Choc de fiscalité verte

Mais c'est sur le plan de la fiscalité que Terra Nova se montre le plus iconoclaste. Afin de provoquer le « choc de compétitivité fiscale qu'ils appellent de leurs v?ux », les auteurs préconisent de verdir toute la palette des taxes et impôts en lien avec le logement, depuis les actifs intégrés à l'ISF jusqu'à la fiscalité locale et la taxation des revenus locatifs, en passant par la taxation des plus-values immobilières et un bonus-malus appliqué aux droits d'enregistrement.

Le principe est partout le même : inciter à la rénovation énergétique des logements, notamment à l'occasion des transactions immobilières.
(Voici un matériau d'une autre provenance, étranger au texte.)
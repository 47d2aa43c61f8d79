//! Per-text metrics.
//!
//! [`TextScorer`] owns the phrase chunker's lexicon so it is loaded once and
//! shared by reference (or `Arc`) between analyses.

use crate::config::Thresholds;
use crate::keywords::{TfidfConfig, top_frequency_keywords, top_tfidf_keywords};
use crate::phrases::{Lexicon, PhraseChunker};
use crate::textstats::{flesch_reading_ease, word_count};

/// All metrics for one block of text.
#[derive(Debug, Clone, PartialEq, Default)]
pub struct TextScore {
    pub word_count: usize,
    /// `None` for text without words.
    pub readability: Option<f64>,
    pub frequency_keywords: Vec<(String, usize)>,
    pub tfidf_keywords: Vec<(String, f64)>,
    pub noun_phrases: Vec<String>,
}

/// Computes word count, readability, keywords and noun phrases.
#[derive(Debug, Clone)]
pub struct TextScorer {
    chunker: PhraseChunker,
    tfidf: TfidfConfig,
    top_n: usize,
}

impl Default for TextScorer {
    fn default() -> Self {
        Self::new(&Thresholds::default())
    }
}

impl TextScorer {
    /// Scorer with the built-in English lexicon.
    pub fn new(thresholds: &Thresholds) -> Self {
        Self::with_lexicon(Lexicon::english(), thresholds)
    }

    pub fn with_lexicon(lexicon: Lexicon, thresholds: &Thresholds) -> Self {
        Self {
            chunker: PhraseChunker::new(lexicon),
            tfidf: TfidfConfig { max_features: thresholds.tfidf_max_features, ..Default::default() },
            top_n: thresholds.top_n,
        }
    }

    pub fn chunker(&self) -> &PhraseChunker {
        &self.chunker
    }

    /// Scores `text`. Empty or whitespace-only input yields zero words, no
    /// readability and empty collections.
    pub fn score(&self, text: &str) -> TextScore {
        if text.trim().is_empty() {
            return TextScore::default();
        }

        TextScore {
            word_count: word_count(text),
            readability: flesch_reading_ease(text),
            frequency_keywords: top_frequency_keywords(text, self.top_n),
            tfidf_keywords: top_tfidf_keywords(text, self.top_n, &self.tfidf),
            noun_phrases: self.chunker.noun_phrases(text, self.top_n),
        }
    }
}
pub mod analyzer;
pub mod config;
pub mod error;
pub mod extract;
pub mod fetch;
pub mod formatters;
pub mod keywords;
pub mod metadata;
pub mod parse;
pub mod phrases;
pub mod recommend;
pub mod render;
pub mod report;
pub mod sanitize;
pub mod scorer;
pub mod scoring;
pub mod sections;
pub mod textstats;

pub use analyzer::{Analyzer, InputType};
pub use config::{AnalyzerConfig, AnalyzerConfigBuilder, Thresholds};
pub use error::{AnalysisFailure, Result, SeoscopeError};
#[doc(hidden)]
pub use extract::{ExtractConfig, ExtractedContent};
pub use extract::{extract_content, main_text, paragraph_text};
pub use fetch::{FetchConfig, fetch_file, fetch_stdin};
#[cfg(feature = "fetch")]
pub use fetch::fetch_url;
pub use formatters::{JsonConfig, JsonFormatter, TextConfig, TextFormatter, convert_to_json, convert_to_text};
pub use keywords::{TfidfConfig, top_frequency_keywords, top_tfidf_keywords};
pub use metadata::PageMetadata;
pub use parse::Document;
pub use phrases::{Lexicon, PhraseChunker};
pub use recommend::{Rule, recommendations};
pub use render::{RenderConfig, ReportRenderer};
pub use report::{AnalysisResult, SectionResult, Source};
pub use sanitize::sanitize;
pub use scorer::{TextScore, TextScorer};
#[doc(hidden)]
pub use scoring::{ScoreConfig, ScoreResult, calculate_score};
pub use sections::{DetectedSection, detect_sections};
pub use textstats::{flesch_reading_ease, word_count};
use crate::Result;
use crate::report::AnalysisResult;
use serde::Serialize;

/// Configuration for JSON output
#[derive(Debug, Clone, Default)]
pub struct JsonConfig {
    /// Include the full main text (otherwise only a preview)
    pub include_text: bool,
    /// Characters of main text kept when `include_text` is off
    pub preview_chars: usize,
    /// Pretty print JSON output
    pub pretty: bool,
}

/// Complete JSON output structure
#[derive(Debug, Clone, Serialize)]
struct JsonOutput<'a> {
    #[serde(flatten)]
    result: &'a AnalysisResult,
    #[serde(skip_serializing_if = "Option::is_none")]
    preview: Option<String>,
}

/// Convert an analysis result to JSON
pub fn convert_to_json(result: &AnalysisResult, config: &JsonConfig) -> Result<String> {
    let mut value = serde_json::to_value(JsonOutput {
        result,
        preview: (!config.include_text).then(|| result.preview(config.preview_chars)),
    })?;

    if !config.include_text
        && let Some(object) = value.as_object_mut()
    {
        object.remove("text");
    }

    if config.pretty { Ok(serde_json::to_string_pretty(&value)?) } else { Ok(serde_json::to_string(&value)?) }
}

/// JSON formatter with configurable options
pub struct JsonFormatter {
    config: JsonConfig,
}

impl JsonFormatter {
    pub fn new(config: JsonConfig) -> Self {
        Self { config }
    }

    pub fn convert(&self, result: &AnalysisResult) -> Result<String> {
        convert_to_json(result, &self.config)
    }
}

#[cfg(test)]
mod tests {
    use super::*;
    use crate::report::{SectionResult, Source};

    fn sample() -> AnalysisResult {
        let mut result = AnalysisResult::new(Source::Url("https://example.com".into()));
        result.title = "Example".into();
        result.text = "Body text that is fairly long".into();
        result.word_count = 6;
        result.top_keywords_freq = vec![("body".into(), 1)];
        result.sections = vec![SectionResult {
            label: "Pricing".into(),
            word_count: 25,
            readability: 70.0,
            top_keywords: vec![],
            tfidf_keywords: vec![],
            noun_phrases: vec![],
        }];
        result
    }

    #[test]
    fn test_full_json() {
        let config = JsonConfig { include_text: true, ..Default::default() };
        let json = convert_to_json(&sample(), &config).unwrap();
        let value: serde_json::Value = serde_json::from_str(&json).unwrap();

        assert_eq!(value["title"], "Example");
        assert_eq!(value["text"], "Body text that is fairly long");
        assert_eq!(value["source"]["kind"], "url");
        assert_eq!(value["top_keywords_freq"][0][0], "body");
        assert_eq!(value["sections"][0]["label"], "Pricing");
        assert!(value.get("preview").is_none());
        assert!(value["error"].is_null());
    }

    #[test]
    fn test_preview_replaces_text() {
        let config = JsonConfig { include_text: false, preview_chars: 4, pretty: true };
        let json = convert_to_json(&sample(), &config).unwrap();
        let value: serde_json::Value = serde_json::from_str(&json).unwrap();

        assert!(value.get("text").is_none());
        assert_eq!(value["preview"], "Body");
        assert!(json.contains('\n'));
    }

    #[test]
    fn test_formatter() {
        let formatter = JsonFormatter::new(JsonConfig::default());
        assert!(formatter.convert(&sample()).unwrap().contains("\"word_count\":6"));
    }
}
//! Analysis pipeline: fetch, extract, score, recommend.
//!
//! The `try_*` methods return an explicit [`AnalysisFailure`]; the plain
//! methods are the outer boundary and always hand back an
//! [`AnalysisResult`], degraded when something went wrong.
//!
//! # Example
//!
//! ```rust
//! use seoscope_core::Analyzer;
//!
//! let analyzer = Analyzer::default();
//! let result = analyzer.analyze_text("Short test.");
//! assert_eq!(result.word_count, 2);
//! assert_eq!(result.title, "Untitled");
//! ```

use std::str::FromStr;
use std::sync::Arc;

use crate::config::AnalyzerConfig;
use crate::error::AnalysisFailure;
use crate::extract::main_text;
use crate::parse::Document;
use crate::recommend::recommendations;
use crate::report::{AnalysisResult, NO_META_DESCRIPTION, SectionResult, Source, UNTITLED};
use crate::scorer::TextScorer;
use crate::sections::detect_sections;
use crate::SeoscopeError;

/// What the user submitted.
#[derive(Debug, Clone, Copy, PartialEq, Eq)]
pub enum InputType {
    Url,
    Text,
}

impl FromStr for InputType {
    type Err = SeoscopeError;

    fn from_str(s: &str) -> Result<Self, Self::Err> {
        match s.trim().to_lowercase().as_str() {
            "url" => Ok(Self::Url),
            "text" => Ok(Self::Text),
            other => Err(SeoscopeError::InvalidInput(format!("unknown input type '{}' (expected url or text)", other))),
        }
    }
}

/// Runs the whole analysis for one input.
#[derive(Debug, Clone)]
pub struct Analyzer {
    config: AnalyzerConfig,
    scorer: Arc<TextScorer>,
}

impl Default for Analyzer {
    fn default() -> Self {
        Self::new(AnalyzerConfig::default())
    }
}

impl Analyzer {
    /// Analyzer with its own scorer built from `config`.
    pub fn new(config: AnalyzerConfig) -> Self {
        let scorer = Arc::new(TextScorer::new(&config.thresholds));
        Self { config, scorer }
    }

    pub fn config(&self) -> &AnalyzerConfig {
        &self.config
    }

    pub fn scorer(&self) -> &TextScorer {
        &self.scorer
    }

    /// Dispatches on the submitted input type.
    #[cfg(feature = "fetch")]
    pub async fn analyze(&self, input_type: InputType, user_input: &str) -> AnalysisResult {
        match input_type {
            InputType::Url => self.analyze_url(user_input.trim()).await,
            InputType::Text => self.analyze_text(user_input),
        }
    }

    /// Analyses raw text. Title and description are fixed placeholders.
    pub fn analyze_text(&self, text: &str) -> AnalysisResult {
        let mut result = AnalysisResult::new(Source::DirectText);
        result.title = UNTITLED.to_string();
        result.meta_description = NO_META_DESCRIPTION.to_string();
        result.text = text.trim().to_string();
        result.word_count = text.split_whitespace().count();

        if !text.trim().is_empty() {
            self.apply_score(&mut result, text);
        }
        result.recommendations = recommendations(&result, &self.config.thresholds);
        result
    }

    /// Fetches and analyses a page, folding every failure into the result.
    #[cfg(feature = "fetch")]
    pub async fn analyze_url(&self, url: &str) -> AnalysisResult {
        match self.try_analyze_url(url).await {
            Ok(result) => result,
            Err(failure) => self.recover(failure, Source::Url(url.to_string())),
        }
    }

    /// Fetches and analyses a page.
    ///
    /// # Errors
    ///
    /// [`AnalysisFailure::Fetch`] when the page cannot be retrieved, and
    /// [`AnalysisFailure::Parse`] when it holds no readable text.
    #[cfg(feature = "fetch")]
    pub async fn try_analyze_url(&self, url: &str) -> Result<AnalysisResult, AnalysisFailure> {
        let html = crate::fetch::fetch_url(url, &self.config.fetch).await.map_err(AnalysisFailure::Fetch)?;
        tracing::debug!(url, bytes = html.len(), "fetched page");
        self.try_analyze_html(&html, Source::Url(url.to_string()))
    }

    /// Analyses an HTML document already in memory.
    pub fn analyze_html(&self, html: &str, source: Source) -> AnalysisResult {
        match self.try_analyze_html(html, source.clone()) {
            Ok(result) => result,
            Err(failure) => self.recover(failure, source),
        }
    }

    /// Extracts and scores an HTML document.
    ///
    /// # Errors
    ///
    /// [`AnalysisFailure::Parse`] with the title and description found so
    /// far when the page has no readable body text.
    pub fn try_analyze_html(&self, html: &str, source: Source) -> Result<AnalysisResult, AnalysisFailure> {
        let doc = Document::parse(html).map_err(|reason| AnalysisFailure::Parse {
            partial: Box::new(AnalysisResult::new(source.clone())),
            reason,
        })?;

        let mut result = AnalysisResult::new(source);
        let metadata = doc.extract_metadata();
        if let Some(title) = metadata.title {
            result.title = title;
        }
        if let Some(description) = metadata.description {
            result.meta_description = description;
        }

        let text = main_text(&doc, &self.config.extract);
        if text.trim().is_empty() {
            return Err(AnalysisFailure::Parse { partial: Box::new(result), reason: SeoscopeError::NoContent });
        }

        result.text = text.trim().to_string();
        result.word_count = text.split_whitespace().count();
        self.apply_score(&mut result, &text);
        result.recommendations = recommendations(&result, &self.config.thresholds);

        result.sections = detect_sections(&doc, self.config.thresholds.section_min_words)
            .into_iter()
            .map(|section| {
                let score = self.scorer.score(&section.text);
                SectionResult {
                    label: section.label,
                    word_count: score.word_count,
                    readability: score.readability.unwrap_or_default(),
                    top_keywords: score.frequency_keywords,
                    tfidf_keywords: score.tfidf_keywords,
                    noun_phrases: score.noun_phrases,
                }
            })
            .collect();

        Ok(result)
    }

    fn apply_score(&self, result: &mut AnalysisResult, text: &str) {
        let score = self.scorer.score(text);
        if let Some(readability) = score.readability {
            result.readability = readability;
        }
        result.top_keywords_freq = score.frequency_keywords;
        result.top_keywords_tfidf = score.tfidf_keywords;
        result.noun_phrases = score.noun_phrases;
    }

    fn recover(&self, failure: AnalysisFailure, source: Source) -> AnalysisResult {
        tracing::warn!(error = %failure.reason(), "analysis degraded");
        match failure {
            AnalysisFailure::Fetch(_) => AnalysisResult::fetch_failed(source),
            AnalysisFailure::Parse { partial, .. } => *partial,
        }
    }
}

#[cfg(test)]
mod tests {
    use super::*;
    use crate::report::{FETCH_FAILED, NOT_FOUND};

    fn words(n: usize) -> String {
        (1..=n).map(|i| format!("word{}", i)).collect::<Vec<_>>().join(" ")
    }

    #[test]
    fn test_input_type_from_str() {
        assert_eq!("url".parse::<InputType>().unwrap(), InputType::Url);
        assert_eq!(" Text ".parse::<InputType>().unwrap(), InputType::Text);
        assert!("file".parse::<InputType>().is_err());
    }

    #[test]
    fn test_short_direct_text() {
        let result = Analyzer::default().analyze_text("Short test.");
        assert_eq!(result.word_count, 2);
        assert_eq!(result.title, "Untitled");
        assert_eq!(result.meta_description, "No meta description");
        assert_eq!(result.source, Source::DirectText);
        assert!(result.sections.is_empty());
        assert!(result.error.is_none());
        assert!(result.readability > 100.0);
    }

    #[test]
    fn test_whitespace_text_is_not_scored() {
        let result = Analyzer::default().analyze_text("   \n\t ");
        assert_eq!(result.word_count, 0);
        assert_eq!(result.readability, 0.0);
        assert!(result.top_keywords_freq.is_empty());
        assert!(result.top_keywords_tfidf.is_empty());
        assert!(result.noun_phrases.is_empty());
        assert!(!result.recommendations.is_empty());
    }

    #[test]
    fn test_title_without_meta() {
        let html = "<html><head><title>Example</title></head><body><p>Some body text here.</p></body></html>";
        let result = Analyzer::default().analyze_html(html, Source::Url("https://example.com".into()));
        assert_eq!(result.title, "Example");
        assert_eq!(result.meta_description, NOT_FOUND);
        assert_eq!(result.word_count, 4);
    }

    #[test]
    fn test_empty_body_is_parse_failure() {
        let html = "<html><head><title>Example</title></head><body></body></html>";
        let analyzer = Analyzer::default();
        let failure = analyzer.try_analyze_html(html, Source::Url("https://example.com".into())).unwrap_err();
        assert!(matches!(failure, AnalysisFailure::Parse { .. }));

        let result = analyzer.analyze_html(html, Source::Url("https://example.com".into()));
        assert_eq!(result.title, "Example");
        assert!(result.error.is_none());
        assert_eq!(result.word_count, 0);
    }

    #[test]
    fn test_labelled_tab_pane_section() {
        let html = format!(
            r#"<html><head><title>Plans</title></head><body>
                <h2 id="pricing-tab">Pricing</h2>
                <div class="tab-pane" aria-labelledby="pricing-tab"><p>{}</p></div>
            </body></html>"#,
            words(25)
        );
        let result = Analyzer::default().analyze_html(&html, Source::Url("https://example.com".into()));
        assert_eq!(result.sections.len(), 1);
        assert_eq!(result.sections[0].label, "Pricing");
        assert_eq!(result.sections[0].word_count, 25);
    }

    #[test]
    fn test_section_threshold_is_configurable() {
        let html = format!(r#"<html><body><section><p>{}</p></section></body></html>"#, words(8));
        let config = AnalyzerConfig::builder().section_min_words(5).build();
        let result = Analyzer::new(config).analyze_html(&html, Source::DirectText);
        assert_eq!(result.sections.len(), 1);
        assert_eq!(result.sections[0].label, "Section 1");
    }

    #[cfg(feature = "fetch")]
    #[tokio::test]
    async fn test_unreachable_url_degrades() {
        let config = AnalyzerConfig::builder().timeout(2).build();
        let result = Analyzer::new(config).analyze(InputType::Url, "http://127.0.0.1:9/").await;
        assert_eq!(result.error.as_deref(), Some(FETCH_FAILED));
        assert_eq!(result.title, NOT_FOUND);
        assert_eq!(result.meta_description, NOT_FOUND);
    }

    #[cfg(feature = "fetch")]
    #[tokio::test]
    async fn test_invalid_url_degrades() {
        let result = Analyzer::default().analyze_url("not a url").await;
        assert_eq!(result.error.as_deref(), Some(FETCH_FAILED));
    }
}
Les notaires se verraient d'ailleurs mis à contribution, aussi bien pour sensibiliser vendeurs et acquéreurs, repérer les principaux gisements d'économies et suivre la qualité des bâtiments.
Conscients que certaines de ces mesures impliquent une évolution significative des pratiques actuelles, les auteurs en préconisent une adaptation progressive.
C'est en contrepartie de ces différentes mesures qu'ils demandent le maintien d'une fiscalité à 5 % pour les travaux de rénovation énergétique (alors qu'elle est sur le point de passer de 7 % à 10%...)

Se mobiliser face à la Banque européenne d'investissement

Sur le plan du financement, enfin, outre la reconduction et parfois l'amélioration de dispositifs existants tels que le crédit d'impôt développement durable (CIDD), l'éco-prêt à taux zéro (PTZ) ou encore les certificats d'économie d'énergie (CEE) sur lesquels ils se montrent assez prudents, les auteurs prônent la poursuite des expérimentations sur les mécanismes de tiers-investissement ou les certificats de performance énergétique (CPE), notamment via leur utilisation par des structures publiques.

Ils recommandent aussi la création d'un « outil de refinancement qui permette d'orienter des liquidités vers l'efficacité énergétique, et d'abaisser les coûts de financement en mobilisant des ressources extrabudgétaires auprès de la banque européenne d'investissements (BEI) et des énergéticiens. » Sur la base de ressources mobilisées auprès des énergéticiens et de la BEI, ce véhicule de refinancement pourrait agréger d'autres ressources telles que des fonds d'épargne fonds de pension et fonds d'assurance, et apporter des lignes de refinancement fléchées vers l'efficacité énergétique.

Terra Nova incite fortement le gouvernement à « se mobiliser pour que la France obtienne un financement substantiel de la BEI ». Le contexte y est favorable : l'efficacité énergétique a été identifiée lors du débat sur la relance de la croissance en Europe comme l'un des sujets prioritaires pouvant y contribuer, et la BEI doit être dotée début 2013 d'une capacité additionnelle de prêts de 60 milliards d'euros destinée à financer cette relance.